One the first day of the study, the general health of the participants were monitored. Body weight, pulse rate and blood pressure were measured. Inquiries were made regarding their general health conditions, nicotine consumption behavior and dietary habits. Blood sample (5 ml) was drawn from each participant with the help of a registered medical doctor and stored both in heparinized (2 ml) and non-heparinized (3 ml) sealed containers for further analysis. The fasting blood glucose level was measured using Breeze2 glucometer supplied by Bayer Healthcare LLC, USA. Laboratory processed rawturmeric rhizomes were given to 50% participants for consumption for a period of 8 weeks at a dose of 80 mg/kg body weight/ day. The general health checkup, blood collection and fasting blood glucose level test were repeated for all the participants after 8 weeks.

Biochemical analysis

The blood samples collected from all the volunteers in each group (both before and after consumption of raw-turmeric rhizomes) were taken to the Department of Physics, Jadavpur University for analysis. Blood haemoglobin was determined from heparinized blood sample by using Sahli Haemometer, manufactured by Superior, W. Germany. Serum was isolated from non- heparinized blood sample and the total protein content of serum was estimated using the method of Lowry et al. [21].

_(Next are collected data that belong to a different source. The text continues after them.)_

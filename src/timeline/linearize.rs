use std::collections::{BTreeSet, HashMap, HashSet};

use crate::{
    document::model::Clip,
    foundation::error::{SubcutError, SubcutResult},
    foundation::ids::IdGenerator,
    timeline::clip::TimelineClip,
};

#[derive(Clone, Debug, Default, PartialEq, serde::Serialize, serde::Deserialize)]
/// Playback timeline: timeline clips plus an explicit play order.
pub struct Timeline {
    pub clips: Vec<TimelineClip>,
    /// Timeline-clip ids in play order.
    pub clip_order: Vec<String>,
    /// Whether start times are derived from `clip_order`.
    pub sequential: bool,
    pub total_duration: f64,
    pub playback_position: f64,
    /// Source span of every projected document clip at the last sync.
    #[serde(skip)]
    source_spans: HashMap<String, (f64, f64)>,
}

impl Timeline {
    /// One subtitle timeline clip per active clip with words, in document order.
    pub fn from_clips(clips: &[Clip], deleted: &BTreeSet<String>) -> Self {
        let clips: Vec<TimelineClip> = clips
            .iter()
            .filter(|c| !deleted.contains(&c.id))
            .filter_map(TimelineClip::from_clip)
            .collect();
        let total_duration = clips.iter().map(TimelineClip::end_time).fold(0.0, f64::max);
        Self {
            clip_order: clips.iter().map(|c| c.id.clone()).collect(),
            source_spans: clips
                .iter()
                .map(|c| (c.source_clip_id.clone(), (c.in_point, c.out_point)))
                .collect(),
            clips,
            sequential: false,
            total_duration,
            playback_position: 0.0,
        }
    }

    pub fn clip(&self, id: &str) -> Option<&TimelineClip> {
        self.clips.iter().find(|c| c.id == id)
    }

    /// Timeline-clip id for a source clip.
    pub fn id_for_source(&self, source_clip_id: &str) -> Option<&str> {
        self.clips
            .iter()
            .find(|c| c.source_clip_id == source_clip_id)
            .map(|c| c.id.as_str())
    }

    /// Lay out clips back to back in `order`.
    ///
    /// Listed clips get running-sum start times and are enabled. Unknown and repeated ids
    /// are ignored. Clips missing from the order are kept, disabled, and parked at the end
    /// of the computed span. Re-running with the same order changes nothing.
    #[tracing::instrument(skip(self, order), fields(order = order.len()))]
    pub fn linearize(&mut self, order: &[String]) {
        let known: HashSet<&str> = self.clips.iter().map(|c| c.id.as_str()).collect();
        let mut seen = HashSet::new();
        let order: Vec<String> = order
            .iter()
            .filter(|id| known.contains(id.as_str()) && seen.insert(id.as_str()))
            .cloned()
            .collect();

        let mut by_id: HashMap<String, TimelineClip> = HashMap::with_capacity(self.clips.len());
        let mut rest = Vec::new();
        let in_order: HashSet<&str> = order.iter().map(String::as_str).collect();
        for clip in self.clips.drain(..) {
            if in_order.contains(clip.id.as_str()) {
                by_id.insert(clip.id.clone(), clip);
            } else {
                rest.push(clip);
            }
        }

        let mut cursor = 0.0;
        let mut placed = Vec::with_capacity(order.len() + rest.len());
        for id in &order {
            if let Some(mut clip) = by_id.remove(id) {
                clip.start_time = cursor;
                clip.enabled = true;
                cursor += clip.duration;
                placed.push(clip);
            }
        }
        for mut clip in rest {
            clip.start_time = cursor;
            clip.enabled = false;
            placed.push(clip);
        }

        self.clips = placed;
        self.clip_order = order;
        self.sequential = true;
        self.total_duration = cursor;
        self.playback_position = self.playback_position.clamp(0.0, cursor);
    }

    /// Re-run [`Timeline::linearize`] with the stored order.
    pub fn recalculate(&mut self) {
        let order = self.clip_order.clone();
        self.linearize(&order);
    }

    /// Sum of durations of clips present in the play order.
    pub fn sequential_duration(&self) -> f64 {
        let in_order: HashSet<&str> = self.clip_order.iter().map(String::as_str).collect();
        self.clips
            .iter()
            .filter(|c| in_order.contains(c.id.as_str()))
            .map(|c| c.duration)
            .sum()
    }

    /// Enabled clip playing at `t`.
    pub fn clip_at_time(&self, t: f64) -> Option<&TimelineClip> {
        self.clips.iter().find(|c| c.enabled && c.contains(t))
    }

    /// Move the playhead, clamped to the timeline span.
    pub fn seek(&mut self, t: f64) -> f64 {
        self.playback_position = if t.is_finite() {
            t.clamp(0.0, self.total_duration.max(0.0))
        } else {
            0.0
        };
        self.playback_position
    }

    /// Change a clip's source trim; its duration follows.
    pub fn trim(&mut self, id: &str, in_point: f64, out_point: f64) -> SubcutResult<()> {
        if !(in_point.is_finite() && out_point.is_finite()) || in_point >= out_point {
            return Err(SubcutError::invalid_range(format!(
                "trim [{in_point}, {out_point}] is empty"
            )));
        }
        let clip = self.clip_mut(id)?;
        if clip.locked {
            return Err(SubcutError::validation(format!("timeline clip '{id}' is locked")));
        }
        clip.in_point = in_point;
        clip.out_point = out_point;
        clip.duration = out_point - in_point;
        self.refresh_span();
        Ok(())
    }

    /// Cut a clip at playback time `t`; returns the id of the new right-hand clip.
    pub fn split_at(
        &mut self,
        id: &str,
        t: f64,
        ids: &mut dyn IdGenerator,
    ) -> SubcutResult<String> {
        let pos = self
            .clips
            .iter()
            .position(|c| c.id == id)
            .ok_or_else(|| SubcutError::not_found(format!("timeline clip '{id}'")))?;
        let left = &mut self.clips[pos];
        if !(t > left.start_time && t < left.end_time()) {
            return Err(SubcutError::invalid_range(format!(
                "split time {t} is outside ({}, {})",
                left.start_time,
                left.end_time()
            )));
        }

        let offset = t - left.start_time;
        let mut right = left.clone();
        right.id = format!("{id}_split_{}", ids.next_id());
        right.in_point = left.in_point + offset;
        right.start_time = t;
        right.duration = left.duration - offset;
        left.out_point = left.in_point + offset;
        left.duration = offset;

        let right_id = right.id.clone();
        self.clips.insert(pos + 1, right);
        if let Some(order_pos) = self.clip_order.iter().position(|o| o == id) {
            self.clip_order.insert(order_pos + 1, right_id.clone());
        }
        self.refresh_span();
        Ok(right_id)
    }

    /// Reconcile with the document after structural edits.
    ///
    /// Trims are kept while their source clip's span is unchanged. When the span moved, every
    /// timeline clip cut from that source (split pieces included) is remapped proportionally
    /// into the new span. Clips whose source is gone are dropped; new source clips are
    /// inserted into the play order right after the timeline entry of the preceding
    /// document clip.
    pub fn sync_with_clips(&mut self, clips: &[Clip], deleted: &BTreeSet<String>) {
        let fresh = Self::from_clips(clips, deleted);
        let fresh_by_source: HashMap<&str, &TimelineClip> = fresh
            .clips
            .iter()
            .map(|c| (c.source_clip_id.as_str(), c))
            .collect();

        let mut kept: Vec<TimelineClip> = Vec::with_capacity(fresh.clips.len());
        for mut clip in self.clips.drain(..) {
            let Some(src) = fresh_by_source.get(clip.source_clip_id.as_str()) else {
                continue;
            };
            let span = (src.in_point, src.out_point);
            let previous = self.source_spans.get(&clip.source_clip_id).copied();
            if previous != Some(span) {
                let in_before = clip.in_point;
                remap_trim(&mut clip, previous, span);
                if !self.sequential {
                    clip.start_time += clip.in_point - in_before;
                }
            }
            kept.push(clip);
        }

        let kept_ids: HashSet<String> = kept.iter().map(|c| c.id.clone()).collect();
        let mut order: Vec<String> = self
            .clip_order
            .iter()
            .filter(|id| kept_ids.contains(*id))
            .cloned()
            .collect();

        let mut previous: Option<String> = None;
        for src in &fresh.clips {
            if !kept.iter().any(|c| c.source_clip_id == src.source_clip_id) {
                let at = previous
                    .as_ref()
                    .and_then(|p| order.iter().position(|o| o == p))
                    .map(|i| i + 1)
                    .unwrap_or(0);
                order.insert(at.min(order.len()), src.id.clone());
                kept.push(src.clone());
            }
            previous = Some(src.id.clone());
        }

        self.clips = kept;
        self.clip_order = order;
        self.source_spans = fresh.source_spans;
        if self.sequential {
            self.recalculate();
        } else {
            self.total_duration = self.clips.iter().map(TimelineClip::end_time).fold(0.0, f64::max);
        }
    }

    fn clip_mut(&mut self, id: &str) -> SubcutResult<&mut TimelineClip> {
        self.clips
            .iter_mut()
            .find(|c| c.id == id)
            .ok_or_else(|| SubcutError::not_found(format!("timeline clip '{id}'")))
    }

    fn refresh_span(&mut self) {
        if self.sequential {
            self.recalculate();
        } else {
            self.total_duration = self.clips.iter().map(TimelineClip::end_time).fold(0.0, f64::max);
        }
    }
}

/// Map a clip's trim from the `previous` source span into `span`, then clamp it there.
fn remap_trim(clip: &mut TimelineClip, previous: Option<(f64, f64)>, (start, end): (f64, f64)) {
    let end = end.max(start);
    let (in_point, out_point) = match previous {
        Some((old_start, old_end)) if old_end > old_start => {
            let scale = (end - start) / (old_end - old_start);
            (
                start + (clip.in_point - old_start) * scale,
                start + (clip.out_point - old_start) * scale,
            )
        }
        _ => (clip.in_point, clip.out_point),
    };
    clip.in_point = in_point.clamp(start, end);
    clip.out_point = out_point.clamp(clip.in_point, end);
    clip.duration = clip.out_point - clip.in_point;
}

#[cfg(test)]
#[path = "../../tests/unit/timeline/linearize.rs"]
mod tests;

Total cholesterol was measured using the kit provided by Accurex Biomedical Pvt. Ltd., Mumbai, India [22]. Urea [23], alkaline phosphatase (ALP) [24,25], SGOT and SGPT [24,26] were measured using individual kits provided by Piramal Healthcare Limited, Mumbai, India. Triglyceride was measured using kit provided by Merckotest®, Merck, Goa, India [27]. Creatinine was determined by kit using the modified Jaffi’s method provided by Merckotest®, Merck, Goa, India [28]. Lipid peroxidation was determined by Thiobarbuturic Acid test (TBA test) with modification by Kumar and Das [29]. SOD activity was assayed by the method of Beauchamp and Fridovich [30] based on the reduction of nitroblue tetrazolium (NBT) to blue pharmazone by superoxides, produced phytochemically in the reaction system. Reduced glutathione (GSH) was obtained using method of Davila et al. [31] and glutathione peroxidase (GPx) was obtained using the method of Levander et al. [32].

Statistical analysis

Each experiment was repeated twice and the data of each individual was averaged. Each group contained 15 individuals, thus the percentage of change of each individual was calculated from the results obtained before and after the consumption of raw-turmeric rhizomes and finally averaged for each group. The results were presented in bar diagram. The statistical significance was determined using the One way analysis of variance (ANOVA). Significance levels were considered at P < 0.05 (denoted as *) for significant and P < 0.01 (denoted as **) for more significant.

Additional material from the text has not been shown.